The Weierstrass substitution (also called the tangent half-angle substitution) is a powerful calculus technique that converts trigonometric integrals into rational function integrals. You set t = tan(x/2), then use the half angle identities to express: sin(x) = 2t/(1+t2), cos(x) = (1-t2)/(1+t2), and dx = 2/(1+t2) dt. This transforms any rational function of sin(x) and cos(x) into a rational function of t, which can be integrated using partial fractions. While not always the most efficient method, the Weierstrass substitution is universal and guaranteed to work for any rational trigonometric integral. It was developed by Karl Weierstrass in the 19th century and remains a standard technique in calculus courses.
What are common applications of half angle formulas?
Half angle formulas have important applications across mathematics and engineering. In calculus, they enable the power reduction technique: sin2(x) = (1 - cos(2x))/2 and cos2(x) = (1 + cos(2x))/2, which are essential for integrating even powers of sine and cosine. In physics, half angle formulas appear in the analysis of optical systems, specifically in calculations involving prism refraction and thin film interference patterns. In electrical engineering, they help simplify AC circuit analysis when dealing with rectified waveforms. In computer graphics, half angle vectors are used in specular reflection calculations (Blinn-Phong shading model). In surveying and navigation, half angle formulas appear in the haversine formula for calculating great circle distances.
How do half angle formulas help find exact trigonometric values?

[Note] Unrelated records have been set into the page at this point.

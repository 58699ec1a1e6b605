//! In-memory storage backend.
//!
//! Holds the checkpoint and miner facts in RAM. Useful for tests, dry runs
//! and short-lived indexers that don't need persistence.

use async_trait::async_trait;
use chrono::{DateTime, Utc};
use std::collections::{BTreeMap, HashMap};
use std::sync::Mutex;

use janus_core::checkpoint::{Checkpoint, CheckpointStore};
use janus_core::error::IndexerError;
use janus_core::facts::{DailyMinerStat, FactStore};
use janus_core::stats::atto_to_fil;
use janus_core::types::MinerFact;

/// In-memory indexer storage.
///
/// All data is lost when the process exits.
#[derive(Default)]
pub struct InMemoryStorage {
    checkpoint: Mutex<Option<Checkpoint>>,
    facts: Mutex<HashMap<String, MinerFact>>,
}

impl InMemoryStorage {
    pub fn new() -> Self {
        Self::default()
    }
}

#[async_trait]
impl CheckpointStore for InMemoryStorage {
    async fn load_checkpoint(&self) -> Result<Option<Checkpoint>, IndexerError> {
        Ok(*self.checkpoint.lock().unwrap())
    }

    async fn save_checkpoint(&self, checkpoint: Checkpoint) -> Result<(), IndexerError> {
        *self.checkpoint.lock().unwrap() = Some(checkpoint);
        Ok(())
    }
}

#[async_trait]
impl FactStore for InMemoryStorage {
    async fn insert_fact(&self, fact: &MinerFact) -> Result<bool, IndexerError> {
        let mut facts = self.facts.lock().unwrap();
        if facts.contains_key(&fact.msg_cid) {
            return Ok(false);
        }
        facts.insert(fact.msg_cid.clone(), fact.clone());
        Ok(true)
    }

    async fn fact_count(&self) -> Result<u64, IndexerError> {
        Ok(self.facts.lock().unwrap().len() as u64)
    }

    async fn facts_between(
        &self,
        from_height: i64,
        to_height: i64,
    ) -> Result<Vec<MinerFact>, IndexerError> {
        let mut out: Vec<MinerFact> = self
            .facts
            .lock()
            .unwrap()
            .values()
            .filter(|f| f.height >= from_height && f.height <= to_height)
            .cloned()
            .collect();
        out.sort_by(|a, b| (a.height, &a.msg_cid).cmp(&(b.height, &b.msg_cid)));
        Ok(out)
    }

    async fn daily_stats(
        &self,
        start_ts: i64,
        end_ts: i64,
    ) -> Result<Vec<DailyMinerStat>, IndexerError> {
        // date -> (count, summed cost in FIL)
        let mut days: BTreeMap<String, (i64, f64)> = BTreeMap::new();
        for fact in self.facts.lock().unwrap().values() {
            if fact.timestamp < start_ts || fact.timestamp > end_ts {
                continue;
            }
            let Some(at) = DateTime::<Utc>::from_timestamp(fact.timestamp, 0) else {
                continue;
            };
            let day = days.entry(at.format("%Y-%m-%d").to_string()).or_default();
            day.0 += 1;
            day.1 += atto_to_fil(&fact.cost);
        }

        Ok(days
            .into_iter()
            .map(|(date, (count, total))| DailyMinerStat {
                date,
                count,
                cost: total / count as f64,
            })
            .collect())
    }
}

#[cfg(test)]
mod tests {
    use super::*;

    fn fact(msg_cid: &str, height: i64, timestamp: i64, cost: &str) -> MinerFact {
        MinerFact {
            height,
            block_cid: format!("blk-{height}"),
            timestamp,
            msg_cid: msg_cid.into(),
            from: "f1owner".into(),
            cost: cost.into(),
        }
    }

    #[tokio::test]
    async fn insert_is_unique_by_msg_cid() {
        let store = InMemoryStorage::new();
        assert!(store.insert_fact(&fact("m1", 10, 0, "0")).await.unwrap());
        assert!(!store.insert_fact(&fact("m1", 11, 0, "0")).await.unwrap());
        assert!(store.insert_fact(&fact("m2", 10, 0, "0")).await.unwrap());
        assert_eq!(store.fact_count().await.unwrap(), 2);

        // The first write wins.
        let facts = store.facts_between(0, 100).await.unwrap();
        assert_eq!(facts[0].height, 10);
    }

    #[tokio::test]
    async fn facts_between_is_inclusive_and_ordered() {
        let store = InMemoryStorage::new();
        for (cid, h) in [("c", 30), ("b", 20), ("a", 20), ("d", 40)] {
            store.insert_fact(&fact(cid, h, 0, "0")).await.unwrap();
        }
        let got: Vec<_> = store
            .facts_between(20, 30)
            .await
            .unwrap()
            .into_iter()
            .map(|f| f.msg_cid)
            .collect();
        assert_eq!(got, vec!["a", "b", "c"]);
    }

    #[tokio::test]
    async fn daily_stats_group_by_utc_day() {
        let store = InMemoryStorage::new();
        // 2024-01-01T00:00:00Z = 1704067200
        let day = 86_400;
        store.insert_fact(&fact("m1", 1, 1_704_067_200, "1000000000000000000")).await.unwrap();
        store.insert_fact(&fact("m2", 2, 1_704_067_200 + 3_600, "3000000000000000000")).await.unwrap();
        store.insert_fact(&fact("m3", 3, 1_704_067_200 + day, "500000000000000000")).await.unwrap();
        store.insert_fact(&fact("m4", 4, 1_704_067_200 + 5 * day, "0")).await.unwrap();

        let stats = store
            .daily_stats(1_704_067_200, 1_704_067_200 + 2 * day)
            .await
            .unwrap();
        assert_eq!(
            stats,
            vec![
                DailyMinerStat { date: "2024-01-01".into(), count: 2, cost: 2.0 },
                DailyMinerStat { date: "2024-01-02".into(), count: 1, cost: 0.5 },
            ]
        );
    }

    #[tokio::test]
    async fn checkpoint_roundtrip() {
        let store = InMemoryStorage::new();
        assert!(store.load_checkpoint().await.unwrap().is_none());
        store
            .save_checkpoint(Checkpoint { height: 5_200_000, updated_at: 1 })
            .await
            .unwrap();
        let loaded = store.load_checkpoint().await.unwrap().unwrap();
        assert_eq!(loaded.height, 5_200_000);
    }
}
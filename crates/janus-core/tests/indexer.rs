//! Checkpointed indexer cycles and run loop.

use async_trait::async_trait;
use std::sync::atomic::{AtomicBool, AtomicU64, Ordering};
use std::sync::Arc;
use std::time::Duration;

use janus_core::checkpoint::MemoryCheckpointStore;
use janus_core::gateway::MemoryGateway;
use janus_core::{
    BlockMeta, CheckpointStore, CycleOutcome, Epoch, IndexerBuilder, IndexerError, IndexerState,
    Message, MessageHandler, NodeGateway,
};

#[derive(Default)]
struct Counter(AtomicU64);

#[async_trait]
impl MessageHandler for Counter {
    async fn handle(&self, _block: &BlockMeta, _msg: &Message) -> Result<(), IndexerError> {
        self.0.fetch_add(1, Ordering::Relaxed);
        Ok(())
    }
}

fn msg(cid: String) -> Message {
    Message {
        cid,
        from: "f1owner".into(),
        to: "f04".into(),
        nonce: 0,
        value: "0".into(),
        method: 2,
    }
}

fn chain(head: Epoch) -> Arc<MemoryGateway> {
    let gw = Arc::new(MemoryGateway::new(head));
    for epoch in 1..=head {
        gw.push_block(epoch, format!("blk-{epoch}"), vec![msg(format!("msg-{epoch}"))]);
    }
    gw
}

async fn stored(store: &MemoryCheckpointStore) -> Epoch {
    store.load_checkpoint().await.unwrap().unwrap().height
}

#[tokio::test]
async fn cycle_syncs_up_to_safe_head() {
    let gw = chain(25);
    let store = Arc::new(MemoryCheckpointStore::new());
    let counter = Arc::new(Counter::default());
    let indexer = IndexerBuilder::new()
        .floor_height(0)
        .confirmation_depth(20)
        .build(gw, store.clone(), counter.clone())
        .unwrap();

    let outcome = indexer.run_cycle().await.unwrap();
    match outcome {
        CycleOutcome::Advanced { from, to, stats } => {
            assert_eq!((from, to), (1, 5));
            assert_eq!(stats.epochs, 5);
        }
        other => panic!("unexpected outcome {other:?}"),
    }
    assert_eq!(stored(&store).await, 5);
    assert_eq!(counter.0.load(Ordering::Relaxed), 5);
}

#[tokio::test]
async fn caught_up_cycle_does_nothing() {
    let gw = chain(25);
    let store = Arc::new(MemoryCheckpointStore::at(5));
    let indexer = IndexerBuilder::new()
        .floor_height(0)
        .build(gw.clone(), store.clone(), Arc::new(Counter::default()))
        .unwrap();

    let outcome = indexer.run_cycle().await.unwrap();
    assert_eq!(
        outcome,
        CycleOutcome::UpToDate {
            checkpoint: 5,
            safe_head: 5
        }
    );
    assert_eq!(gw.tipset_calls(), 0);
    assert_eq!(stored(&store).await, 5);
}

#[tokio::test]
async fn failed_cycle_keeps_checkpoint_and_retries_full_delta() {
    let gw = chain(60);
    gw.fail_epoch(30);
    let store = Arc::new(MemoryCheckpointStore::at(10));
    let counter = Arc::new(Counter::default());
    let indexer = IndexerBuilder::new()
        .batch_size(8)
        .build(gw.clone(), store.clone(), counter.clone())
        .unwrap();

    let err = indexer.run_cycle().await.unwrap_err();
    assert_eq!(err.epoch(), Some(30));
    assert_eq!(stored(&store).await, 10);

    gw.heal();
    let outcome = indexer.run_cycle().await.unwrap();
    assert!(matches!(outcome, CycleOutcome::Advanced { from: 11, to: 40, .. }));
    assert_eq!(stored(&store).await, 40);
}

#[tokio::test]
async fn checkpoint_is_monotonic_and_behind_safe_head() {
    let gw = chain(200);
    let store = Arc::new(MemoryCheckpointStore::new());
    let indexer = IndexerBuilder::new()
        .floor_height(0)
        .confirmation_depth(20)
        .batch_size(16)
        .build(gw.clone(), store.clone(), Arc::new(Counter::default()))
        .unwrap();

    // Heads move forward, stall, even step back; some cycles fail.
    let heads = [25, 25, 60, 40, 90, 90, 150, 120, 200];
    let mut last = 0;
    for (i, head) in heads.into_iter().enumerate() {
        gw.set_head(head);
        if i == 4 {
            gw.fail_epoch(60);
        }
        if i == 5 {
            gw.heal();
        }
        let _ = indexer.run_cycle().await;

        let cp = stored(&store).await;
        assert!(cp >= last, "checkpoint went back from {last} to {cp}");
        assert!(cp <= head - 20 || cp == last, "checkpoint {cp} ahead of safe head");
        last = cp;
    }
    assert_eq!(last, 180);
}

#[tokio::test]
async fn missing_checkpoint_starts_at_floor() {
    let gw = chain(120);
    let store = Arc::new(MemoryCheckpointStore::new());
    let counter = Arc::new(Counter::default());
    let indexer = IndexerBuilder::new()
        .floor_height(90)
        .confirmation_depth(20)
        .build(gw, store.clone(), counter.clone())
        .unwrap();

    let outcome = indexer.run_cycle().await.unwrap();
    assert!(matches!(outcome, CycleOutcome::Advanced { from: 91, to: 100, .. }));
    assert_eq!(counter.0.load(Ordering::Relaxed), 10);
}

#[tokio::test]
async fn run_loop_indexes_then_stops_on_shutdown() {
    let gw = chain(45);
    let store = Arc::new(MemoryCheckpointStore::new());
    let mut indexer = IndexerBuilder::new()
        .floor_height(0)
        .confirmation_depth(20)
        .interval_secs(1)
        .build(gw, store.clone(), Arc::new(Counter::default()))
        .unwrap();

    let (tx, rx) = tokio::sync::watch::channel(false);
    let task = tokio::spawn(async move {
        indexer.run(rx).await.unwrap();
        indexer
    });

    // The first tick fires immediately.
    let mut reached = false;
    for _ in 0..50 {
        if store.load_checkpoint().await.unwrap().map(|c| c.height) == Some(25) {
            reached = true;
            break;
        }
        tokio::time::sleep(Duration::from_millis(20)).await;
    }
    assert!(reached, "indexer never advanced the checkpoint");

    tx.send(true).unwrap();
    let indexer = tokio::time::timeout(Duration::from_secs(5), task)
        .await
        .expect("indexer did not stop")
        .unwrap();
    assert_eq!(indexer.state(), IndexerState::Stopped);
}

#[tokio::test]
async fn run_returns_immediately_when_already_shut_down() {
    let gw = chain(45);
    let store = Arc::new(MemoryCheckpointStore::new());
    let mut indexer = IndexerBuilder::new()
        .floor_height(0)
        .build(gw.clone(), store.clone(), Arc::new(Counter::default()))
        .unwrap();

    let (tx, rx) = tokio::sync::watch::channel(false);
    tx.send(true).unwrap();
    indexer.run(rx).await.unwrap();

    assert_eq!(indexer.state(), IndexerState::Stopped);
    assert_eq!(gw.tipset_calls(), 0);
    // Startup still lazily created the checkpoint.
    assert_eq!(stored(&store).await, 0);
}

/// Answers `first` to the first head query, then the inner chain's head.
struct SinkingHead {
    inner: Arc<MemoryGateway>,
    first: Epoch,
    asked: AtomicBool,
}

#[async_trait]
impl NodeGateway for SinkingHead {
    async fn head_height(&self) -> Result<Epoch, IndexerError> {
        if !self.asked.swap(true, Ordering::SeqCst) {
            return Ok(self.first);
        }
        self.inner.head_height().await
    }

    async fn tipset(&self, epoch: Epoch) -> Result<Vec<BlockMeta>, IndexerError> {
        self.inner.tipset(epoch).await
    }

    async fn block_messages(&self, cid: &str) -> Result<Vec<Message>, IndexerError> {
        self.inner.block_messages(cid).await
    }
}

#[tokio::test]
async fn head_dropping_mid_cycle_keeps_checkpoint() {
    let inner = chain(50);
    let gw = Arc::new(SinkingHead {
        inner,
        first: 100,
        asked: AtomicBool::new(false),
    });
    let store = Arc::new(MemoryCheckpointStore::new());
    let counter = Arc::new(Counter::default());
    let indexer = IndexerBuilder::new()
        .floor_height(0)
        .confirmation_depth(20)
        .build(gw, store.clone(), counter.clone())
        .unwrap();

    // Planned [1, 80] against head 100, but the engine only saw head 50.
    let err = indexer.run_cycle().await.unwrap_err();
    assert!(
        matches!(err, IndexerError::HeadRegressed { planned: 80, synced: 50 }),
        "{err}"
    );
    assert!(err.is_retryable());
    assert_eq!(stored(&store).await, 0);
    assert_eq!(counter.0.load(Ordering::Relaxed), 50);

    // Both queries now agree on head 50.
    let outcome = indexer.run_cycle().await.unwrap();
    assert!(matches!(outcome, CycleOutcome::Advanced { from: 1, to: 30, .. }));
    assert_eq!(stored(&store).await, 30);
}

Half angle formulas allow you to find exact values of trigonometric functions for angles that are half of known standard angles. For example, to find the exact value of sin(15 degrees), use sin(30/2) = sqrt((1 - cos(30))/2) = sqrt((1 - sqrt(3)/2)/2) = sqrt((2 - sqrt(3))/4). This gives an exact radical expression rather than a decimal approximation. Similarly, cos(22.5 degrees) = sqrt((1 + cos(45))/2) = sqrt((1 + sqrt(2)/2)/2) = sqrt((2 + sqrt(2))/4). By repeatedly applying half angle formulas, you can find exact values for angles like 7.5 degrees, 3.75 degrees, and so on. This technique is valuable in pure mathematics where exact symbolic expressions are preferred over numerical approximations.